Scan the listing below. Copy each line that contains "degrades".

BEGIN RECORDS SHOWN

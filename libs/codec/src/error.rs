//! Encoder errors
//!
//! Two families share one enum. Capacity conditions (buffer too small, record
//! full, encoder disabled) are runtime outcomes the hot path tolerates: the
//! encoder degrades by truncating instead of failing the log call. Contract
//! violations (wrong call order, zero arity, oversized blobs) are programmer
//! errors surfaced as values instead of debug-only assertions.

use crate::encoder::EncoderState;
use thiserror::Error;

/// Result alias for encoder operations
pub type EncodeResult<T> = std::result::Result<T, EncodeError>;

#[derive(Debug, Error, Clone, PartialEq, Eq)]
pub enum EncodeError {
    /// Declared record size is below the header plus format field
    #[error("Buffer too small: need at least {need} bytes, got {got}")]
    BufferTooSmall { need: usize, got: usize },

    /// Declared record size exceeds the buffer handed in
    #[error("Declared size {declared} exceeds buffer length {available}")]
    BufferShorterThanDeclared { declared: usize, available: usize },

    /// Declared record size cannot be stored in the header length field
    #[error("Record size {size} exceeds maximum {max}")]
    LengthUnrepresentable { size: usize, max: usize },

    /// The encoder has no buffer bound; nothing was written
    #[error("Encoder is not bound to a buffer")]
    Unbound,

    /// The field does not fit; the record is truncated from here on
    #[error("Record full: field needs {needed} bytes, {remaining} remaining")]
    Overflow { needed: usize, remaining: usize },

    /// Operation invoked in a state that does not allow it
    #[error("{op} called in {state:?} state")]
    OutOfOrder {
        op: &'static str,
        state: EncoderState,
    },

    /// A record must declare at least one value field
    #[error("Declared arity must be at least 1")]
    ZeroArity,

    /// More values were put than the record declared
    #[error("All {declared} declared fields already written")]
    TooManyFields { declared: usize },

    /// The record was finished before every declared field was put
    #[error("Finished after {written} of {declared} declared fields without overflow")]
    MissingFields { declared: usize, written: usize },

    /// Blob length does not fit the length counter
    #[error("Blob of {len} bytes exceeds counter maximum {max}")]
    BlobTooLarge { len: usize, max: usize },

    /// String reference length does not fit the reference payload
    #[error("String of {len} bytes cannot be referenced")]
    StrTooLong { len: usize },
}

impl EncodeError {
    /// True for programmer errors in the producer protocol
    pub fn is_contract_violation(&self) -> bool {
        matches!(
            self,
            EncodeError::OutOfOrder { .. }
                | EncodeError::ZeroArity
                | EncodeError::TooManyFields { .. }
                | EncodeError::MissingFields { .. }
                | EncodeError::BlobTooLarge { .. }
                | EncodeError::StrTooLong { .. }
        )
    }

    /// True for space-related outcomes the encoder degrades around
    pub fn is_capacity(&self) -> bool {
        !self.is_contract_violation()
    }
}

END RECORDS SHOWN

● **ANSWER SECTION**:
//! encoder degrades by truncating instead of failing the log call. Contract
    /// True for space-related outcomes the encoder degrades around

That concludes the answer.